While there are many conflicting laws and large gaps in legislation related to biodiversity, gradual improvements are occurring. Recently, on 3 May 2013, a decree was adopted which determines the rate of payment for the illegal destruction of rare and endemic species. In addition, the country is currently working on the creation of legislation on access to genetic resources. Kyrgyzstan is a Party to the Nagoya Protocol on ABS.

Although the rate of mobilization of financial resources is gradually increasing, these resources remain insufficient. Moreover, existing resources are not always used effectively.

The Agenda of the Kyrgyz Republic for the XXI Century was developed by experts from the State Agency on Environment Protection and Forestry (SAEPF), with support provided by UNEP and UNDP. The agenda focuses on transitioning to the concept of sustainable development, a main feature of which is the attainment of environmental sustainability and the rational use of natural resources through the economic use of non-renewable resources and the sustainable use of renewable resources.

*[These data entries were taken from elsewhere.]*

//! Slice samplers producing randomized positive and negative index windows
//! around a labeled target span.
//!
//! Both core functions are pure apart from consuming entropy from the
//! caller's RNG: no shared state, no I/O. Concurrent callers should use one
//! generator per thread.

use rand::Rng;
use tracing::{debug, warn};

use crate::config::SamplerConfig;
use crate::constants::sampler::{DRAW_ATTEMPTS_PER_SAMPLE, NO_SPAN_INDEX};
use crate::data::Span;
use crate::errors::SamplerError;
use crate::types::{Index, SampleSet, SeqLength};

#[derive(Debug, Clone)]
/// Small deterministic RNG used for reproducible sampler behavior.
pub struct DeterministicRng {
    state: u64,
}

impl DeterministicRng {
    /// Creates a generator from a seed.
    pub fn new(seed: u64) -> Self {
        Self { state: seed }
    }

    /// Restores a generator from a previously captured state word.
    pub fn from_state(state: u64) -> Self {
        Self { state }
    }

    /// Current state word, suitable for persistence and later restore.
    pub fn state(&self) -> u64 {
        self.state
    }

    fn next_u64_internal(&mut self) -> u64 {
        let mut z = self.state.wrapping_add(0x9E3779B97F4A7C15);
        self.state = z;
        z = (z ^ (z >> 30)).wrapping_mul(0xBF58476D1CE4E5B9);
        z = (z ^ (z >> 27)).wrapping_mul(0x94D049BB133111EB);
        z ^ (z >> 31)
    }
}

impl rand::RngCore for DeterministicRng {
    fn next_u32(&mut self) -> u32 {
        self.next_u64_internal() as u32
    }

    fn next_u64(&mut self) -> u64 {
        self.next_u64_internal()
    }

    fn fill_bytes(&mut self, dest: &mut [u8]) {
        let mut offset = 0;
        while offset < dest.len() {
            let value = self.next_u64_internal();
            let bytes = value.to_le_bytes();
            let remaining = dest.len() - offset;
            let copy_len = remaining.min(bytes.len());
            dest[offset..offset + copy_len].copy_from_slice(&bytes[..copy_len]);
            offset += copy_len;
        }
    }
}

/// Uniform integer in the closed interval `[low, high]`.
/// An empty interval fails fast rather than clamping.
fn draw_inclusive<R: Rng + ?Sized>(
    rng: &mut R,
    low: Index,
    high: Index,
) -> Result<Index, SamplerError> {
    if low > high {
        return Err(SamplerError::EmptyDrawRange { low, high });
    }
    Ok(rng.random_range(low..=high))
}

/// Returns `n` randomized spans that each fully contain the target span
/// `[start_idx, end_idx]`, with length in `[end_idx - start_idx + 1,
/// max_length]` counting both endpoints.
///
/// A sentinel target (`-1, -1`) yields an empty set, as does a target
/// longer than `max_length` (logged as a warning; the caller simply gets
/// no augmentation for that instance). Duplicate spans across draws are
/// allowed.
pub fn generate_positive_slices<R: Rng + ?Sized>(
    rng: &mut R,
    start_idx: Index,
    end_idx: Index,
    n: usize,
    max_length: Index,
) -> Result<SampleSet, SamplerError> {
    if start_idx == NO_SPAN_INDEX && end_idx == NO_SPAN_INDEX {
        return Ok(Vec::new());
    }
    let slice_length = end_idx - start_idx + 1;
    if slice_length > max_length {
        warn!(
            start_idx,
            end_idx,
            max_length,
            "target span longer than max_length; skipping positive slices"
        );
        return Ok(Vec::new());
    }

    let mut pairs = Vec::with_capacity(n);
    for _ in 0..n {
        // Low enough that a max_length window still reaches end_idx,
        // never past the target's own start.
        let min_start = 0.max(end_idx - max_length + 1);
        let start = draw_inclusive(rng, min_start, start_idx)?;

        let max_end = (start + max_length - 1).max(start + slice_length - 1);
        let end = draw_inclusive(rng, end_idx, max_end)?;

        pairs.push(Span { start, end });
    }
    Ok(pairs)
}

/// Returns `n` randomized spans within `[0, length]` that never overlap the
/// target span `[start_idx, end_idx]`, each with `end - start` in
/// `[min_length, max_length)`.
///
/// A sentinel target (`-1, -1`) places spans anywhere in the sequence, with
/// `end - start` in `[min_length, max_length]` (this path's bounds are both
/// inclusive). When a target exists it must satisfy
/// `0 <= start_idx <= end_idx <= length`, and candidates are drawn from a
/// fair coin between the region before the target and the region after it,
/// retrying until `n` are accepted or the attempt budget runs out.
pub fn generate_negative_slices<R: Rng + ?Sized>(
    rng: &mut R,
    start_idx: Index,
    end_idx: Index,
    length: SeqLength,
    n: usize,
    min_length: Index,
    max_length: Index,
) -> Result<SampleSet, SamplerError> {
    if start_idx == NO_SPAN_INDEX && end_idx == NO_SPAN_INDEX {
        let mut pairs = Vec::with_capacity(n);
        for _ in 0..n {
            let start = draw_inclusive(rng, 0, (length - max_length).max(1))?;
            let offset = draw_inclusive(rng, min_length, max_length)?;
            pairs.push(Span {
                start,
                end: start + offset,
            });
        }
        return Ok(pairs);
    }

    if !(0 <= start_idx && start_idx <= end_idx && end_idx <= length) {
        return Err(SamplerError::InvalidTarget {
            start_idx,
            end_idx,
            length,
        });
    }

    if start_idx < min_length + 1 && length - end_idx < min_length + 1 {
        debug!(
            start_idx,
            end_idx,
            length,
            min_length,
            "no room for negative slices on either side of the target"
        );
        return Ok(Vec::new());
    }

    let mut pairs: SampleSet = Vec::with_capacity(n);
    let attempt_budget = n.max(1) * DRAW_ATTEMPTS_PER_SAMPLE;
    let mut attempts = 0usize;
    while pairs.len() != n {
        if attempts == attempt_budget {
            return Err(SamplerError::Exhausted {
                attempts,
                accepted: pairs.len(),
                requested: n,
            });
        }
        attempts += 1;

        let prefer_before = rng.random_bool(0.5);
        let span = if prefer_before && start_idx > min_length {
            let start = draw_inclusive(rng, 0, start_idx - min_length - 1)?;
            let max_end = (start + max_length - 1).min(start_idx - 1);
            let end = draw_inclusive(rng, start + min_length, max_end)?;
            Span { start, end }
        } else if min_length < length - end_idx - 1 {
            let start = draw_inclusive(rng, end_idx + 1, length - 1 - min_length)?;
            // Capping at start + max_length - 1 keeps the accepted offset
            // strictly below max_length.
            let max_end = (start + max_length - 1).min(length - 1);
            let end = draw_inclusive(rng, start + min_length, max_end)?;
            Span { start, end }
        } else {
            // Neither side has room this attempt; the coin falls through to
            // the other side next time around.
            continue;
        };

        // Sanity check, not a filter: a violation is a logic defect.
        if !(min_length <= span.offset_len() && span.offset_len() < max_length) {
            return Err(SamplerError::LengthInvariant {
                start: span.start,
                end: span.end,
                min_length,
                max_length,
            });
        }
        pairs.push(span);
    }
    Ok(pairs)
}

/// Sampler that draws positive and negative slices with a seeded RNG and
/// configured counts and length bounds.
///
/// Thin stateful wrapper over the free functions for callers that generate
/// augmented windows once per labeled instance.
pub struct SliceSampler {
    config: SamplerConfig,
    rng: DeterministicRng,
}

impl SliceSampler {
    /// Creates a sampler whose RNG is seeded from the configuration.
    pub fn new(config: SamplerConfig) -> Self {
        Self {
            rng: DeterministicRng::new(config.seed),
            config,
        }
    }

    /// Restores a sampler mid-stream from a captured RNG state word.
    pub fn with_rng_state(config: SamplerConfig, state: u64) -> Self {
        Self {
            rng: DeterministicRng::from_state(state),
            config,
        }
    }

    /// Configured counts and bounds.
    pub fn config(&self) -> &SamplerConfig {
        &self.config
    }

    /// Current RNG state word, suitable for persistence.
    pub fn rng_state(&self) -> u64 {
        self.rng.state()
    }

    /// Positive slices around the target, `positive_samples` at a time.
    pub fn positive_slices(
        &mut self,
        start_idx: Index,
        end_idx: Index,
    ) -> Result<SampleSet, SamplerError> {
        generate_positive_slices(
            &mut self.rng,
            start_idx,
            end_idx,
            self.config.positive_samples,
            self.config.max_length,
        )
    }

    /// Negative slices avoiding the target, `negative_samples` at a time.
    pub fn negative_slices(
        &mut self,
        start_idx: Index,
        end_idx: Index,
        length: SeqLength,
    ) -> Result<SampleSet, SamplerError> {
        generate_negative_slices(
            &mut self.rng,
            start_idx,
            end_idx,
            length,
            self.config.negative_samples,
            self.config.min_length,
            self.config.max_length,
        )
    }
}

#[cfg(test)]
mod tests {
    use super::*;

    #[test]
    fn deterministic_rng_replays_from_state() {
        let mut first = DeterministicRng::new(99);
        let _ = first.next_u64_internal();
        let mut resumed = DeterministicRng::from_state(first.state());
        let mut original = first.clone();
        assert_eq!(original.next_u64_internal(), resumed.next_u64_internal());
    }

    #[test]
    fn positive_sentinel_target_yields_empty_set() {
        let mut rng = DeterministicRng::new(1);
        let slices = generate_positive_slices(&mut rng, -1, -1, 8, 10).expect("sentinel");
        assert!(slices.is_empty());
    }

    #[test]
    fn positive_oversized_target_yields_empty_set() {
        let mut rng = DeterministicRng::new(1);
        let slices = generate_positive_slices(&mut rng, 5, 40, 3, 10).expect("oversized");
        assert!(slices.is_empty());
    }

    #[test]
    fn positive_malformed_target_fails_fast() {
        // start_idx below zero without being the sentinel makes the start
        // draw range empty.
        let mut rng = DeterministicRng::new(1);
        let result = generate_positive_slices(&mut rng, -3, 5, 1, 10);
        assert!(matches!(result, Err(SamplerError::EmptyDrawRange { .. })));
    }

    #[test]
    fn negative_rejects_inverted_target() {
        let mut rng = DeterministicRng::new(1);
        let result = generate_negative_slices(&mut rng, 9, 3, 100, 1, 2, 5);
        assert!(matches!(
            result,
            Err(SamplerError::InvalidTarget {
                start_idx: 9,
                end_idx: 3,
                ..
            })
        ));
    }

    #[test]
    fn negative_rejects_target_past_sequence_end() {
        let mut rng = DeterministicRng::new(1);
        let result = generate_negative_slices(&mut rng, 10, 120, 100, 1, 2, 5);
        assert!(matches!(result, Err(SamplerError::InvalidTarget { .. })));
    }

    #[test]
    fn negative_equal_length_bounds_fail_fast() {
        // With min_length == max_length no end draw can satisfy the strict
        // upper bound, so the first candidate trips the empty-range check.
        let mut rng = DeterministicRng::new(1);
        let result = generate_negative_slices(&mut rng, 10, 12, 30, 1, 3, 3);
        assert!(matches!(result, Err(SamplerError::EmptyDrawRange { .. })));
    }

    #[test]
    fn negative_exhausts_when_neither_branch_has_room() {
        // Room check passes (length - end_idx == min_length + 1) but both
        // branch guards reject every attempt, so the budget runs out.
        let mut rng = DeterministicRng::new(1);
        let result = generate_negative_slices(&mut rng, 2, 6, 10, 1, 3, 6);
        assert!(matches!(
            result,
            Err(SamplerError::Exhausted {
                accepted: 0,
                requested: 1,
                ..
            })
        ));
    }

    #[test]
    fn slice_sampler_uses_configured_counts() {
        let config = SamplerConfig {
            seed: 7,
            positive_samples: 3,
            negative_samples: 5,
            min_length: 2,
            max_length: 16,
        };
        let mut sampler = SliceSampler::new(config);
        let positives = sampler.positive_slices(30, 34).expect("positives");
        assert_eq!(positives.len(), 3);
        let negatives = sampler.negative_slices(30, 34, 200).expect("negatives");
        assert_eq!(negatives.len(), 5);
    }

    #[test]
    fn slice_sampler_state_round_trips() {
        let config = SamplerConfig::default();
        let mut sampler = SliceSampler::new(config.clone());
        let _ = sampler.positive_slices(10, 12).expect("warmup");
        let state = sampler.rng_state();

        let mut resumed = SliceSampler::with_rng_state(config, state);
        let expected = sampler.positive_slices(10, 12).expect("original");
        let replayed = resumed.positive_slices(10, 12).expect("resumed");
        assert_eq!(expected, replayed);
    }
}
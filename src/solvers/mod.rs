//! Iterative solvers for regularized reconstruction
//!
//! This module provides the optimizers used by the wavelet-regularized
//! reconstruction:
//! - FISTA: proximal gradient with Nesterov acceleration
//! - PrimalDual: first-order primal-dual splitting (Chambolle-Pock),
//!   with an optional k-space dual preconditioner
//!
//! Both minimize 0.5 ||E x - y||^2 + lamda ||W x||_1 over the image x and
//! share the same stopping contract: a fixed iteration budget, with an
//! optional relative-objective tolerance for early termination at
//! iteration boundaries.

pub mod fista;
pub mod primal_dual;

pub use fista::Fista;
pub use primal_dual::PrimalDual;

use num_complex::Complex64;

use crate::error::{PicsError, Result};
use crate::linop::LinearOperator;
use crate::utils::{norm1, norm2};
use crate::wavelet::WaveletOp;

/// Typed per-iteration diagnostics sink.
///
/// The caller decides what to record; the solver appends one entry per
/// completed iteration, in order, and flushes nothing on failed runs.
/// Recording never alters the numerical trajectory.
#[derive(Debug, Default, Clone)]
pub struct IterRecord {
    /// Record the scalar objective value each iteration.
    pub record_objective: bool,
    /// Record a copy of the image iterate each iteration.
    pub record_iterate: bool,
    /// Recorded objective values, one per completed iteration.
    pub objective: Vec<f64>,
    /// Recorded image iterates, one per completed iteration.
    pub iterate: Vec<Vec<Complex64>>,
}

impl IterRecord {
    /// Sink recording objective values only.
    pub fn objectives() -> Self {
        Self {
            record_objective: true,
            ..Default::default()
        }
    }

    /// Sink recording objective values and image iterates.
    pub fn full() -> Self {
        Self {
            record_objective: true,
            record_iterate: true,
            ..Default::default()
        }
    }
}

/// Largest eigenvalue of E^H E by power iteration.
///
/// Deterministic ones-vector initialization; the fixed iteration budget
/// trades a little accuracy for reproducibility, which is all the step
/// size bounds need.
pub fn max_eig<E: LinearOperator>(op: &E, max_iter: usize) -> Result<f64> {
    let n = op.domain_len();
    let mut x = vec![Complex64::new(1.0, 0.0); n];
    let mut lam = 0.0;
    for iter in 0..max_iter {
        let y = op.adjoint(&op.forward(&x)?)?;
        lam = norm2(&y);
        if lam == 0.0 {
            return Ok(0.0);
        }
        for (xi, yi) in x.iter_mut().zip(y.iter()) {
            *xi = yi / lam;
        }
        log::debug!("max_eig iter {}: {:.6e}", iter, lam);
    }
    Ok(lam)
}

/// Objective value 0.5 ||E x - y||^2 + lamda ||W x||_1.
pub(crate) fn objective<E: LinearOperator>(
    encode: &E,
    wavelet: &WaveletOp,
    x: &[Complex64],
    ksp: &[Complex64],
    lamda: f64,
) -> Result<f64> {
    let mut r = encode.forward(x)?;
    for (ri, yi) in r.iter_mut().zip(ksp.iter()) {
        *ri -= yi;
    }
    let data_term = 0.5 * norm2(&r).powi(2);
    let reg_term = lamda * norm1(&wavelet.forward(x)?);
    Ok(data_term + reg_term)
}

/// Relative-change early-stop test shared by both solvers.
pub(crate) fn converged(prev: f64, current: f64, tol: Option<f64>) -> bool {
    match tol {
        Some(tol) => (prev - current).abs() <= tol * current.abs().max(f64::MIN_POSITIVE),
        None => false,
    }
}
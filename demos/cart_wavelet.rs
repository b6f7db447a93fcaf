//! l1-wavelet regularized Cartesian reconstruction demo
//!
//! Synthetic stand-in for a multi-coil knee acquisition: Shepp-Logan
//! phantom, birdcage coils, Poisson-disc undersampling. Estimates
//! sensitivity maps from the calibration center, builds a k-space
//! preconditioner, and compares FISTA against plain and preconditioned
//! primal-dual reconstructions.
//!
//! Usage: RUST_LOG=debug cargo run --release --example cart_wavelet

use std::time::Instant;

use num_complex::Complex64;

use pics_core::calib::{JointSense, JointSenseParams};
use pics_core::fft::fftc2d;
use pics_core::precond::kspace_precond;
use pics_core::recon::{Algorithm, WaveletRecon, WaveletReconParams};
use pics_core::samp::{poisson, PoissonParams};
use pics_core::sim::{birdcage_maps, shepp_logan};
use pics_core::solvers::IterRecord;
use pics_core::utils::{crop2d_center, rss};

fn main() -> Result<(), Box<dyn std::error::Error>> {
    env_logger::init();

    // Set parameters
    let ncoils = 8;
    let nx = 64;
    let ny = 64;
    let accel = 8.0;
    let ksp_calib_width = 16;
    let mps_ker_width = 8;
    let lamda = 1e-3;
    let max_iter = 100;

    // Simulate a fully-sampled multi-coil acquisition
    println!("[INFO] Simulating {}-coil {}x{} acquisition...", ncoils, nx, ny);
    let start = Instant::now();
    let img = shepp_logan(nx, ny);
    let mps_true = birdcage_maps(ncoils, nx, ny, 1.5);
    let n = nx * ny;
    let mut ksp = Vec::with_capacity(ncoils * n);
    for c in 0..ncoils {
        let coil_img: Vec<Complex64> = (0..n).map(|p| mps_true[c * n + p] * img[p]).collect();
        ksp.extend(fftc2d(&coil_img, nx, ny));
    }
    // Normalize by the peak coil-combined intensity
    let peak = rss(&ksp, ncoils).iter().fold(0.0_f64, |m, &v| m.max(v));
    for v in ksp.iter_mut() {
        *v /= peak;
    }
    println!("[INFO] Simulated in {:.2?}", start.elapsed());

    // Simulate undersampling in kspace
    let mask = poisson(
        nx,
        ny,
        accel,
        PoissonParams {
            calib: (ksp_calib_width, ksp_calib_width),
            ..Default::default()
        },
    )?;
    let sampled: f64 = mask.iter().sum();
    println!("[INFO] Poisson-disc mask: acceleration {:.2}", n as f64 / sampled);

    let mut ksp_under = ksp;
    for c in 0..ncoils {
        for p in 0..n {
            ksp_under[c * n + p] *= mask[p];
        }
    }

    // Estimate maps from the calibration center
    let start = Instant::now();
    let ksp_calib = crop2d_center(&ksp_under, ncoils, nx, ny, ksp_calib_width, ksp_calib_width)?;
    let mps = JointSense::new(
        &ksp_calib,
        (ncoils, ksp_calib_width, ksp_calib_width),
        mps_ker_width,
        (ncoils, nx, ny),
        None,
        JointSenseParams::default(),
    )?
    .run()?;
    println!("[INFO] Estimated sensitivity maps in {:.2?}", start.elapsed());

    // Generate kspace preconditioner
    let precond = kspace_precond(&mps, (ncoils, nx, ny), Some(&mask), None, 0.0)?;

    // Run reconstructions
    let runs: [(&str, Algorithm, Option<&[f64]>); 3] = [
        ("FISTA", Algorithm::Fista, None),
        ("Primal Dual", Algorithm::PrimalDual, None),
        ("Primal Dual + Precond", Algorithm::PrimalDual, Some(&precond)),
    ];

    for (name, algorithm, dual_precond) in runs {
        let start = Instant::now();
        let mut record = IterRecord::objectives();
        let recon = WaveletRecon::new(
            &ksp_under,
            &mps,
            (ncoils, nx, ny),
            None,
            Some(&mask),
            dual_precond,
            WaveletReconParams {
                lamda,
                algorithm,
                max_iter,
                ..Default::default()
            },
        )?;
        recon.run(Some(&mut record))?;

        let final_obj = record.objective.last().copied().unwrap_or(f64::NAN);
        println!(
            "[INFO] {:<22} {} iters in {:>8.2?}, objective {:.6e}",
            name, max_iter, start.elapsed(), final_obj
        );
    }

    Ok(())
}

Article 13 of the National Poverty Reduction Strategy (2003-2005) addresses environmental management and the sustainable use of natural resources. The Country Development Strategy (2009-2011) aims to improve the quality of life for the population through increased economic growth and improved environmental quality, and underscores the importance of sectoral and cross-sectoral partnerships.

Kyrgyzstan is a signatory to the Central Asian Framework Convention on Environmental Protection for Sustainable Development established in 2006. It is also a participant in the Central Asian Countries Initiative for Land Management (CACILM) which aims to combat land degradation and sustainably manage the natural resources of the country, including conserving biodiversity.

Mechanisms for monitoring and reviewing implementation

A mechanism for monitoring and reviewing implementation of the NBSAP does not exist at the moment. However, this issue is being addressed under the third strategic target of the new NBSAP on improving the protection and monitoring of ecosystems and species diversity.